Augustin Loada, président du Mouvement patriotique pour le salut (MPS)

Ma première observation porte sur le momentum de cette réforme électorale. C’est l’une des rares fois, sinon la première fois que des amendements aussi substantiels sont portés à notre code électoral à moins de six mois du scrutin. Comme vous le savez, le Protocole sur la démocratie et la bonne gouvernance additionnel de la CEDEAO de 2001 interdit dans son article 2 alinéa 1 de réformer la loi électorale de manière substantielle sans le consentement d’une large majorité des acteurs politiques, dans les six mois précédant les élections. J’observe que dans la pratique, le consentement dans le cas d’espèce a concerné surtout les fameux trois «baobabs» politiques du Burkina, un cartel de partis politiques qui dirige notre pays depuis plus de 25 ans et qui fonctionne par cooptation. Si vous n’êtes pas considéré comme un baobab et si aucun de ces baobabs ne vous a coopté pour servir de faire valoir, votre voix ne compte pas, que vous soyez dans la majorité ou dans l’opposition. Ce cartel de partis a un point commun : chacun pense qu’il peut remporter l’élection présidentielle et la majorité des sièges de l’Assemblée nationale. C’est pourquoi, ces baobabs se sont entendus pour que les élections se tiennent coûte que coûte, vaille que vaille avec le silence complice de la CENI. Cette obsession des élections a occulté les vrais problèmes qui se posent sur le terrain, à savoir que le gouvernement ne contrôle pas certaines parties de notre territoire national et que la tenue du scrutin dans ces zones est incertaine. Au lieu de poser ouvertement les termes du débat pour qu’il y ait une discussion et un consensus national sur ce qu’il convient de faire, le cartel de partis a préféré s’entendre sur un artifice juridique permettant de valider les résultats du scrutin même si une proportion significative de Burkinabè est privée du vote du fait de l’insécurité. Pour ne pas perdre notre temps dans un débat verrouillé d’avance, nous, nous avons opté de prendre acte de cette réforme qui reflète l’hypocrisie et les connivences de notre classe politique.
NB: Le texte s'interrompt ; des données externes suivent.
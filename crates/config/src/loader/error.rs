//! Error types for configuration loading.
//!
//! Responsibilities:
//! - Define error variants for all configuration loading failures.
//!
//! Invariants:
//! - All error variants include context for debugging (variable names, values).
//! - Errors NEVER include secret values or raw .env line contents.

use std::io::ErrorKind;
use thiserror::Error;

/// Errors that can occur during configuration loading.
#[derive(Error, Debug)]
pub enum ConfigError {
    #[error("Missing required environment variable: {0}")]
    MissingEnvVar(String),

    #[error("Invalid value for {var}: {message}")]
    InvalidValue { var: String, message: String },

    #[error("Organization id is required. Set ORG_ID or pass --org-id.")]
    MissingOrgId,

    #[error("API token is required. Set API_TOKEN or pass --api-token.")]
    MissingApiToken,

    #[error("invalid timeout: {message}")]
    InvalidTimeout { message: String },

    #[error("invalid max retries: {message}")]
    InvalidMaxRetries { message: String },

    #[error("invalid retry base delay: {message}")]
    InvalidRetryBase { message: String },

    #[error("invalid page size: {message}")]
    InvalidPageSize { message: String },

    /// Failed to parse the `.env` file due to invalid syntax.
    ///
    /// SAFETY: only the byte index of the parse failure is included,
    /// never the offending line.
    #[error(
        "Failed to parse .env file at position {error_index}. Hint: set DOTENV_DISABLED=1 to skip .env loading"
    )]
    DotenvParse { error_index: usize },

    /// Failed to read the `.env` file due to an I/O error.
    #[error("Failed to read .env file: {kind}")]
    DotenvIo { kind: ErrorKind },

    /// Unknown dotenv error (future variants from dotenvy crate).
    #[error("Failed to load .env file. Hint: set DOTENV_DISABLED=1 to skip .env loading")]
    DotenvUnknown,
}
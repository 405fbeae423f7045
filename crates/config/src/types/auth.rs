//! Authentication types for the audit collector configuration.
//!
//! Responsibilities:
//! - Hold the organization id and the static API token.
//!
//! Does NOT handle:
//! - Sending the token (see client crate).
//!
//! Invariants:
//! - The API token is a `secrecy::SecretString` and is never printed by `Debug`.

use secrecy::SecretString;
use serde::{Deserialize, Serialize};

/// Module for serializing SecretString as strings.
mod secret_string {
    use secrecy::{ExposeSecret, SecretString};
    use serde::{Deserialize as DeserializeTrait, Serialize as SerializeTrait};
    use serde::{Deserializer, Serializer};

    pub fn serialize<S>(secret: &SecretString, serializer: S) -> Result<S::Ok, S::Error>
    where
        S: Serializer,
    {
        secret.expose_secret().serialize(serializer)
    }

    pub fn deserialize<'de, D>(deserializer: D) -> Result<SecretString, D::Error>
    where
        D: Deserializer<'de>,
    {
        let s = String::deserialize(deserializer)?;
        Ok(SecretString::new(s.into()))
    }
}

/// Credentials identifying the tenant and authorizing the requests.
#[derive(Debug, Clone, Serialize, Deserialize)]
pub struct AuthConfig {
    /// Organization whose audit events are collected.
    pub org_id: String,
    /// Static bearer token.
    #[serde(with = "secret_string")]
    pub api_token: SecretString,
}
Nous pensons cependant que la réforme électorale adoptée mardi dernier est l’aveu d’un échec politique flagrant, celui de l’incapacité du gouvernement à sécuriser notre territoire. Le gouvernement ne veut pas le reconnaître, la CENI ne veut pas non plus le reconnaître officiellement. Comme les baobabs de l’opposition se voient déjà à Kosyam, eux aussi font comme si la situation est sous contrôle alors qu’ils savent que ce n’est pas le cas. C’est cela la politique de l’autruche. Tôt ou tard, on finit par être rattrapé par la réalité du terrain. La vraie question qui se pose maintenant, c’est de savoir comment vont réagir les Burkinabè qui auront été exclus de facto au lendemain du scrutin. Si on se retrouve devant des milliers d’électeurs exclus, le pouvoir aura à gérer une contestation d’autant plus légitime que sa propre légitimité est finissante et que celle du pouvoir issu d’élections calamiteuses est douteuse.

Je pense que les députés qui ont eu le courage de voter contre ou de s’abstenir ont pris date avec l’histoire ! On se souviendra qu’ils ont pris des positions plus conformes à l’idéal démocratique et républicain !

Pascal Zaïda, coordonnateur national du Cadre d’expression démocratique (CED)

Le vote de ce code électoral répond à un besoin d’ordre national. Dans l’ancien code, la question sécuritaire posait un sérieux problème. Il fallait qu’il y ait un large consensus  de la classe politique, ce qui a été fait. L’opposition et la majorité se sont accordées, ce qui répond aux dispositions de la CEDEAO qui veut qu’à six mois des élections, il faut un consensus pour toucher au code électoral. Il faut saluer la volonté des politiques d’aller à ce consensus. Un point important à relever dans ce code électoral modifié, c’est qu’en cas de force majeure, à l’issue d’un rapport émis par la CENI, le président du Faso, le premier ministre peuvent saisir le Conseil constitutionnel pour éventuellement décider du sort d’une localité. Si un cas pareil se présentait, nous espérons que le consensus va également prévaloir. Nous espérons que la majorité ne va pas utiliser cette loi à son avantage. Je m’explique. Elle peut décider d’invalider les résultats d’une localité si elle se rend compte que les résultats dans cette localité ne sont pas en sa faveur. Cela peut être source de crise et nous n’en voulons pas au Burkina Faso. Il faut mettre l’intérêt de la nation au-dessus des intérêts personnels. La satisfaction se trouve aussi au niveau de l’article 68 qui avait interdit la couverture médiatique des activités politiques. De 90 jours, c’est revenu à 30  jours et nous pensons que c’est raisonnable. Nous saluons l’adoption de ce code électoral.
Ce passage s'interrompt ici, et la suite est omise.